We must never be too quick to say “I know this patient’s element is
obviously Fire (or Wood or Earth or Metal or Water)”. There is nothing “obvious” at all about the
way in which an element presents itself to us.
We may learn to recognize its presence more and more clearly with time,
but we should always leave a healthy small (or large) question-mark hanging over it reminding
us that elements can hide themselves so subtly behind manifestations of other
elements that they still have the power to surprise us, as they do me even
after all these years.
If the presence of an element were so simple to detect, we
would all be brilliant five element acupuncturists early on in our career, but
human beings are much more complex than we think. So we should never underestimate the time it
will take us to find the one element buried deep within the circle of all the
elements which gives each of us our individual stamp of uniqueness.
Pride, as they say, comes before a fall, and never is this truer
when trying to diagnose an element. We
risk much if we think our understanding of the elements is greater than it
truly is.
In any case, the secret of good five element acupuncture is
not simply managing to diagnose the right element, despite this being what many
practitioners think. Instead it is
learning to respond appropriately to that particular element’s needs. Even if we diagnose the right element, do we
know how to respond to its needs in a way which makes the patient feel that
they have been heard as they want to be heard?
If that understanding is not there, treatment will rest on fallow
ground, however much it may be focused
upon the right element.
Supposing, for example, that we diagnose a patient’s
element, correctly, as Metal, but respond to it in a way which would be more
appropriate to an Earth patient, offering a kind of “Oh dear, Oh dear, you poor
thing” kind of response, we will find that our Metal patient soon backs away
and decides not to continue treatment. Our
element may be Earth and it may be natural for us, mistakenly, to offer to all our
patients what we ourselves feel most comfortable with. Unfortunately, however, we have to learn to
make ourselves at ease in the company of elements not our own. To surround Metal, for example, with a kind
of enveloping sympathy is not what it wants.
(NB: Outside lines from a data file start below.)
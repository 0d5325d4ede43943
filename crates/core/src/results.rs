//! Search result variants and their structural discrimination
//!
//! The backend returns result records without a type tag. Records are
//! classified once, on deserialization, by testing their shape in a fixed
//! precedence order:
//!
//! 1. object-valued `subscription` → [`SearchResult::Subscription`]
//! 2. `processId` and `workflowName` → [`SearchResult::Process`]
//! 3. `productId` and `productType` → [`SearchResult::Product`]
//! 4. array-valued `products` → [`SearchResult::Workflow`]
//!
//! Anything else is kept as [`SearchResult::Unknown`] so a single odd record
//! never fails a whole page.

use crate::entities::EntityKind;
use serde::{Deserialize, Serialize};
use serde_json::{Map, Value};
use tracing::debug;

const UNKNOWN_LABEL: &str = "Unknown result type";

/// Subscription hit: a nested `subscription` record plus a relevance score
#[derive(Debug, Clone, PartialEq)]
pub struct SubscriptionResult {
    record: Value,
}

impl SubscriptionResult {
    /// The nested subscription record, without wrapper metadata
    pub fn subscription(&self) -> &Value {
        &self.record["subscription"]
    }

    pub fn score(&self) -> Option<f64> {
        self.record.get("score").and_then(Value::as_f64)
    }

    pub fn description(&self) -> Option<&str> {
        self.subscription()
            .get("description")
            .and_then(Value::as_str)
            .filter(|d| !d.is_empty())
    }
}

/// Process hit, identified by `processId` and `workflowName`
#[derive(Debug, Clone, PartialEq)]
pub struct ProcessResult {
    record: Value,
}

impl ProcessResult {
    pub fn process_id(&self) -> &Value {
        &self.record["processId"]
    }

    pub fn workflow_name(&self) -> String {
        text_of(&self.record["workflowName"])
    }
}

/// Product hit, identified by `productId` and `productType`
#[derive(Debug, Clone, PartialEq)]
pub struct ProductResult {
    record: Value,
}

impl ProductResult {
    pub fn product_id(&self) -> &Value {
        &self.record["productId"]
    }

    pub fn product_type(&self) -> &Value {
        &self.record["productType"]
    }

    pub fn name(&self) -> Option<&str> {
        self.record.get("name").and_then(Value::as_str)
    }
}

/// Workflow hit, identified by a `products` array
#[derive(Debug, Clone, PartialEq)]
pub struct WorkflowResult {
    record: Value,
}

impl WorkflowResult {
    pub fn products(&self) -> &[Value] {
        self.record["products"]
            .as_array()
            .map(Vec::as_slice)
            .unwrap_or_default()
    }

    pub fn name(&self) -> Option<&str> {
        self.record.get("name").and_then(Value::as_str)
    }
}

/// One record of a search result page
#[derive(Debug, Clone, PartialEq, Serialize, Deserialize)]
#[serde(from = "Value", into = "Value")]
pub enum SearchResult {
    Subscription(SubscriptionResult),
    Process(ProcessResult),
    Product(ProductResult),
    Workflow(WorkflowResult),
    Unknown(Value),
}

#[derive(Clone, Copy)]
enum Shape {
    Subscription,
    Process,
    Product,
    Workflow,
}

fn shape_of(object: &Map<String, Value>) -> Option<Shape> {
    if object.get("subscription").is_some_and(Value::is_object) {
        Some(Shape::Subscription)
    } else if object.contains_key("processId") && object.contains_key("workflowName") {
        Some(Shape::Process)
    } else if object.contains_key("productId") && object.contains_key("productType") {
        Some(Shape::Product)
    } else if object.get("products").is_some_and(Value::is_array) {
        Some(Shape::Workflow)
    } else {
        None
    }
}

impl SearchResult {
    /// Classify a raw record
    pub fn classify(record: Value) -> Self {
        let shape = record.as_object().and_then(shape_of);
        match shape {
            Some(Shape::Subscription) => Self::Subscription(SubscriptionResult { record }),
            Some(Shape::Process) => Self::Process(ProcessResult { record }),
            Some(Shape::Product) => Self::Product(ProductResult { record }),
            Some(Shape::Workflow) => Self::Workflow(WorkflowResult { record }),
            None => {
                debug!("Unclassifiable search result record");
                Self::Unknown(record)
            }
        }
    }

    /// Entity kind of the variant, `None` for unknown records
    pub fn kind(&self) -> Option<EntityKind> {
        match self {
            Self::Subscription(_) => Some(EntityKind::Subscription),
            Self::Process(_) => Some(EntityKind::Process),
            Self::Product(_) => Some(EntityKind::Product),
            Self::Workflow(_) => Some(EntityKind::Workflow),
            Self::Unknown(_) => None,
        }
    }

    /// The full record as received
    pub fn record(&self) -> &Value {
        match self {
            Self::Subscription(r) => &r.record,
            Self::Process(r) => &r.record,
            Self::Product(r) => &r.record,
            Self::Workflow(r) => &r.record,
            Self::Unknown(record) => record,
        }
    }

    /// The canonical domain record for detail display
    ///
    /// For subscriptions this is the nested `subscription` object (the score is
    /// dropped); every other variant is its own core record.
    pub fn core_record(&self) -> &Value {
        match self {
            Self::Subscription(r) => r.subscription(),
            other => other.record(),
        }
    }

    /// Relevance score, only carried by subscription hits
    pub fn score(&self) -> Option<f64> {
        match self {
            Self::Subscription(r) => r.score(),
            _ => None,
        }
    }

    /// One-line label for result lists
    pub fn display_text(&self) -> String {
        match self {
            Self::Subscription(r) => r.description().unwrap_or("Subscription").to_string(),
            Self::Process(r) => r.workflow_name(),
            Self::Product(r) => r.name().unwrap_or_default().to_string(),
            Self::Workflow(r) => r.name().unwrap_or_default().to_string(),
            Self::Unknown(_) => UNKNOWN_LABEL.to_string(),
        }
    }

    pub fn is_unknown(&self) -> bool {
        matches!(self, Self::Unknown(_))
    }

    pub fn into_record(self) -> Value {
        match self {
            Self::Subscription(r) => r.record,
            Self::Process(r) => r.record,
            Self::Product(r) => r.record,
            Self::Workflow(r) => r.record,
            Self::Unknown(record) => record,
        }
    }
}

impl From<Value> for SearchResult {
    fn from(record: Value) -> Self {
        Self::classify(record)
    }
}

impl From<SearchResult> for Value {
    fn from(result: SearchResult) -> Self {
        result.into_record()
    }
}

fn text_of(value: &Value) -> String {
    match value {
        Value::String(s) => s.clone(),
        Value::Null => String::new(),
        other => other.to_string(),
    }
}
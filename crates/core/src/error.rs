use thiserror::Error;

/// Result type for wfo-search operations
pub type Result<T> = std::result::Result<T, Error>;

/// Main error type for wfo-search operations
#[derive(Error, Debug)]
pub enum Error {
    /// Configuration related errors
    #[error("Configuration error: {0}")]
    Config(String),

    /// The search backend could not be reached
    #[error("Transport error: {0}")]
    Transport(String),

    /// The search backend answered with a non-success status
    #[error("Search failed with status: {status}")]
    Status { status: u16 },
}

impl Error {
    /// Creates a configuration error
    pub fn config(msg: impl Into<String>) -> Self {
        Self::Config(msg.into())
    }

    /// Creates a transport error
    pub fn transport(msg: impl Into<String>) -> Self {
        Self::Transport(msg.into())
    }

    /// Creates a non-success status error
    pub fn status(status: u16) -> Self {
        Self::Status { status }
    }
}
It will feel suffocated by it, its Lung unable to breathe. Instead we must learn to offer the space it
always wants to place between itself and others.
And the same holds true for how we need to approach our
interactions with the other elements. As far as possible, then, we must learn to suppress the needs of our own
element and think ourselves into those of the element we have chosen to
treat. This is not an easy task, and one
that it takes some skill and much practice to acquire.